Scan the data below for lines holding the word "order", and copy each line found.

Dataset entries

"""

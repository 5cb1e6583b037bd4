// All LLM prompt constants for the scoring module.
// Templates are parameterized with <<...>> placeholders or an appended
// INPUT_JSON envelope; the literal wording is owned by the prompt files and
// constants here, nowhere else.

/// Job structuring prompt. Replace `<<JOB_DESCRIPTION>>` before sending.
pub const JOB_PARSE_PROMPT: &str = r#"You are a job-post parser. Extract structured fields from a raw job description.

STRICT RULES:
- Output ONLY valid JSON. No markdown. No extra text.
- Do NOT hallucinate or invent facts.
- If unknown or missing, use null (not empty string) and add a short note to needs_human_input[].

Return JSON with EXACTLY this schema:
{
  "company": null,
  "job_title": null,
  "location": null,
  "remote_status": "Remote|Hybrid|Onsite|Unknown",
  "seniority": "Entry|Mid|Senior|Lead|Unknown",
  "apply_type": "EasyApply|External|Unknown",
  "requirements": [],
  "responsibilities": [],
  "keywords": [],
  "tech_stack": [],
  "needs_human_input": []
}

RAW JOB DESCRIPTION:
<<JOB_DESCRIPTION>>
"#;

/// Baseline scorer engine template. The serialized scorer-input envelope is
/// appended under an `INPUT_JSON:` header at call time.
pub const JOB_SCORER_PROMPT_V1: &str = r#"You are a job-candidate fit scoring engine for an automated application pipeline.

SCORING FRAMEWORK (fit_score):
5 = Exceptional match - Immediate apply. Core capabilities align strongly, minimal gaps.
4 = Strong match - Apply. Most requirements met, minor gaps manageable.
3 = Moderate match - Network first. Partial capability match, notable gaps but potential.
2 = Weak match - Network first. Significant capability gaps, limited alignment.
1 = Poor match - Skip. Fundamental misalignment or hard blockers.

NEXT ACTION DETERMINISM (map from fit_score):
fit_score=5 -> next_action="Apply Now"
fit_score=4 -> next_action="Apply"
fit_score=3 -> next_action="Network First"
fit_score=2 -> next_action="Network First"
fit_score=1 -> next_action="Skip"

ANALYSIS REQUIREMENTS:
1. Capability match: compare candidate skills/tools/domains against job requirements.
2. Non-obvious matches: surface transferable skills and adjacent domains.
3. Gap and risk assessment: missing must-haves, clearance/location blockers.
4. Resume tailoring keywords: 5-10 high-value terms from the job description.
5. Verification questions: 2-5 questions requiring human judgment.
6. Confidence: self-assess scoring confidence (0.0-1.0).

STRICT OUTPUT RULES:
- Output ONLY valid JSON matching the exact schema below.
- Do NOT invent candidate experience or capabilities not in the input.
- Use the provided candidate_profile and job_profile ONLY.
- If critical information is missing, note it in needs_human_input.

EXPECTED JSON SCHEMA:
{
  "fit_score": 1-5 (integer),
  "next_action": "Apply Now" | "Apply" | "Network First" | "Skip",
  "fit_reasons": ["reason1", "reason2"],
  "gaps_risks": ["gap1", "risk1"],
  "non_obvious_matches": ["match1"],
  "keywords_to_tailor_resume": ["keyword1"],
  "questions_to_verify": ["question1"],
  "confidence": 0.0-1.0 (float),
  "needs_human_input": ["item1"],
  "debug": {
    "candidate_core_skills": ["skill1"],
    "job_must_haves": ["requirement1"],
    "overlap_count": 0,
    "gap_count": 0
  }
}

Analyze deeply. Output strict JSON only.
"#;

/// Appended to the full prompt on the single schema-violation retry.
pub const STRICT_JSON_RETRY_INSTRUCTION: &str =
    "\n\nYou produced invalid JSON or missing keys. Output STRICT JSON ONLY matching the exact schema.";
//! Text Normalizer — converts raw HTML-ish job description text into clean
//! plain text, preserving newline and bullet structure.
//!
//! Pure and idempotent: normalizing already-normalized text returns it
//! unchanged, and empty input yields empty output.

use std::sync::LazyLock;

use regex::Regex;

static RE_SCRIPT: LazyLock<Regex> = LazyLock::new(|| {
    Regex::new(r"(?is)<script[^>]*>.*?</script>").expect("constant regex pattern is valid")
});
static RE_STYLE: LazyLock<Regex> = LazyLock::new(|| {
    Regex::new(r"(?is)<style[^>]*>.*?</style>").expect("constant regex pattern is valid")
});
static RE_IMG: LazyLock<Regex> =
    LazyLock::new(|| Regex::new(r"(?i)<img[^>]*>").expect("constant regex pattern is valid"));
static RE_BR: LazyLock<Regex> =
    LazyLock::new(|| Regex::new(r"(?i)<br\s*/?>").expect("constant regex pattern is valid"));
static RE_LI_OPEN: LazyLock<Regex> =
    LazyLock::new(|| Regex::new(r"(?i)<li[^>]*>").expect("constant regex pattern is valid"));
static RE_LI_CLOSE: LazyLock<Regex> =
    LazyLock::new(|| Regex::new(r"(?i)</li>").expect("constant regex pattern is valid"));
static RE_TAG: LazyLock<Regex> =
    LazyLock::new(|| Regex::new(r"<[^>]+>").expect("constant regex pattern is valid"));
static RE_BLANK_RUNS: LazyLock<Regex> =
    LazyLock::new(|| Regex::new(r"\n\s*\n+").expect("constant regex pattern is valid"));

/// Converts raw HTML into clean plain text with bullet and newline
/// preservation. Rules are applied in a fixed order; see module docs.
pub fn clean_html_to_text(raw: &str) -> String {
    if raw.is_empty() {
        return String::new();
    }

    let text = RE_SCRIPT.replace_all(raw, "");
    let text = RE_STYLE.replace_all(&text, "");
    let text = RE_IMG.replace_all(&text, "");
    let text = RE_BR.replace_all(&text, "\n");
    let text = RE_LI_OPEN.replace_all(&text, "- ");
    let text = RE_LI_CLOSE.replace_all(&text, "\n");
    let text = RE_TAG.replace_all(&text, "");

    let text = unescape_entities(&text);

    // Normalize line terminators, then trim each line
    let text = text.replace("\r\n", "\n").replace('\r', "\n");
    let text = text
        .split('\n')
        .map(str::trim)
        .collect::<Vec<_>>()
        .join("\n");

    let text = RE_BLANK_RUNS.replace_all(&text, "\n\n");
    text.trim().to_string()
}

/// Decodes the HTML entities that show up in job feeds: the named basics plus
/// decimal and hex numeric references.
fn unescape_entities(text: &str) -> String {
    static RE_NUMERIC: LazyLock<Regex> = LazyLock::new(|| {
        Regex::new(r"&#(x[0-9a-fA-F]+|[0-9]+);").expect("constant regex pattern is valid")
    });

    let text = RE_NUMERIC.replace_all(text, |caps: &regex::Captures| {
        let body = &caps[1];
        let code = if let Some(hex) = body.strip_prefix('x').or_else(|| body.strip_prefix('X')) {
            u32::from_str_radix(hex, 16).ok()
        } else {
            body.parse::<u32>().ok()
        };
        code.and_then(char::from_u32)
            .map(String::from)
            .unwrap_or_else(|| caps[0].to_string())
    });

    // &amp; last so it cannot re-introduce entities
    text.replace("&nbsp;", " ")
        .replace("&lt;", "<")
        .replace("&gt;", ">")
        .replace("&quot;", "\"")
        .replace("&#39;", "'")
        .replace("&apos;", "'")
        .replace("&amp;", "&")
}
//! Scoring pipeline orchestration: batch runs over unscored job records and
//! single-job intake.
//!
//! Each record moves through a fixed stage order (clean, structure, flags,
//! score, arbitrate, persist) with per-record failure isolation: one bad
//! record is marked FAILED on the record itself and never aborts the run.
//! Cleaned text and the structured job object are cached on the record and
//! reused on later runs; flags are cheap and rebuilt every time.

pub mod arbitration;
pub mod cleaner;
pub mod engine;
pub mod flags;
pub mod prompts;
pub mod structurer;
pub mod writer;

use std::time::Duration;

use chrono::Utc;
use serde_json::{json, Map, Value};
use tracing::{error, info, warn};

use crate::errors::PipelineError;
use crate::llm_client::CompletionClient;
use crate::store::{Record, RecordStore};

use arbitration::arbitrate;
use cleaner::clean_html_to_text;
use engine::{
    CandidateEnvelope, JobEnvelope, JobProfile, NextAction, RuntimeParams, ScorerEngine,
    ScorerInput, ScoringResult,
};
use flags::extract_flags;
use structurer::{structure_job, JobFields};
use writer::SchemaWriter;

/// Below this many characters of cleaned text, scoring proceeds with a
/// recorded short-description advisory instead of skipping.
const CLEAN_MIN_LEN: usize = 600;

/// Selects records that have a raw description and no score yet.
const UNSCORED_FILTER: &str = "AND(LEN({JobDescriptionRaw})>0, {FitScore}=BLANK())";

const CANDIDATE_LOOKUP_FIELD: &str = "ProfileID";
const CANDIDATE_LOOKUP_VALUE: &str = "ME";
const CANDIDATE_JSON_FIELD: &str = "CandidateJSON";

const CREATIVITY_DIAL: f64 = 0.7;
const SCORE_TEMPERATURE: f64 = 0.7;

const SHORT_JD_NOTE: &str = "SHORT_JD_SCORING: scored from a short job description";
const MAX_SKIP_REASON_LEN: usize = 500;

/// Everything a run needs, bundled so record processing stays one call.
pub struct ScoringContext<'a> {
    pub store: &'a dyn RecordStore,
    pub llm: &'a dyn CompletionClient,
    pub jobs_table: &'a str,
    pub candidate_table: &'a str,
    pub parse_model: &'a str,
    pub score_model: &'a str,
    pub engines: Vec<ScorerEngine>,
    pub dry_run: bool,
    /// Pause between records; zero in tests.
    pub record_delay: Duration,
}

#[derive(Debug, Default, Clone, Copy, PartialEq, Eq)]
pub struct RunStats {
    pub total: u32,
    pub scored: u32,
    pub skipped: u32,
    pub failed: u32,
}

#[derive(Debug, Clone, Copy, PartialEq, Eq)]
pub enum RecordOutcome {
    Scored,
    Skipped,
}

#[derive(Debug, Clone, PartialEq, Eq)]
pub enum IntakeOutcome {
    /// A record with this JobURL already exists; nothing was created.
    Duplicate(String),
    /// Created and scored.
    Scored(String),
    /// Created but skipped (no description to score).
    Skipped(String),
}

/// Run identifier, minted once per run: `RUN_<UTC timestamp>`.
pub fn generate_run_id() -> String {
    format!("RUN_{}", Utc::now().format("%Y-%m-%dT%H-%M-%SZ"))
}

/// Loads the single candidate profile. A missing record or unparsable
/// CandidateJSON fails the whole run before any job is touched.
async fn load_candidate_profile(ctx: &ScoringContext<'_>) -> Result<Value, PipelineError> {
    let record = ctx
        .store
        .find_one(
            ctx.candidate_table,
            CANDIDATE_LOOKUP_FIELD,
            CANDIDATE_LOOKUP_VALUE,
        )
        .await?;

    let Some(record) = record else {
        error!(
            "FAIL_NO_CANDIDATE_JSON table={} {}={}",
            ctx.candidate_table, CANDIDATE_LOOKUP_FIELD, CANDIDATE_LOOKUP_VALUE
        );
        return Err(PipelineError::Candidate(
            "candidate profile record not found".to_string(),
        ));
    };

    let raw = record.text_field(CANDIDATE_JSON_FIELD).ok_or_else(|| {
        error!("FAIL_NO_CANDIDATE_JSON record={} field_empty", record.id);
        PipelineError::Candidate(format!("{CANDIDATE_JSON_FIELD} is empty"))
    })?;

    serde_json::from_str(raw).map_err(|e| {
        error!("FAIL_NO_CANDIDATE_JSON record={} parse_error={e}", record.id);
        PipelineError::Candidate(format!("{CANDIDATE_JSON_FIELD} is not valid JSON: {e}"))
    })
}

/// Batch mode: scores up to `max_records` unscored jobs.
pub async fn run_scoring(
    ctx: &ScoringContext<'_>,
    max_records: u32,
) -> Result<RunStats, PipelineError> {
    let run_id = generate_run_id();
    info!(
        "RUN_START run_id={} engines={} max={} dry_run={}",
        run_id,
        ctx.engines
            .iter()
            .map(|e| e.kind().name())
            .collect::<Vec<_>>()
            .join(","),
        max_records,
        ctx.dry_run
    );
    for scorer in &ctx.engines {
        info!(
            "ACTIVE_PROMPT_HASH engine={} hash={}",
            scorer.kind().name(),
            scorer.prompt_hash()
        );
    }

    let candidate = load_candidate_profile(ctx).await?;
    let jd_writer = SchemaWriter::discover(ctx.store, ctx.jobs_table, ctx.dry_run).await;

    let records = ctx
        .store
        .list(ctx.jobs_table, max_records, Some(UNSCORED_FILTER))
        .await?;

    let mut stats = RunStats {
        total: records.len() as u32,
        ..RunStats::default()
    };

    for (i, record) in records.iter().enumerate() {
        if i > 0 && !ctx.record_delay.is_zero() {
            tokio::time::sleep(ctx.record_delay).await;
        }

        match score_job_record(ctx, &jd_writer, &candidate, record, &run_id).await {
            Ok(RecordOutcome::Scored) => stats.scored += 1,
            Ok(RecordOutcome::Skipped) => stats.skipped += 1,
            Err(e) => {
                stats.failed += 1;
                error!("RECORD_FAILED record={} error={}", record.id, e);
                mark_failed(&jd_writer, &record.id, &e).await;
            }
        }
    }

    info!(
        "RUN_DONE run_id={} total={} scored={} skipped={} failed={}",
        run_id, stats.total, stats.scored, stats.skipped, stats.failed
    );
    Ok(stats)
}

"""

→ SOLUTION TO THE EXERCISE
/// preservation. Rules are applied in a fixed order; see module docs.
//! Each record moves through a fixed stage order (clean, structure, flags,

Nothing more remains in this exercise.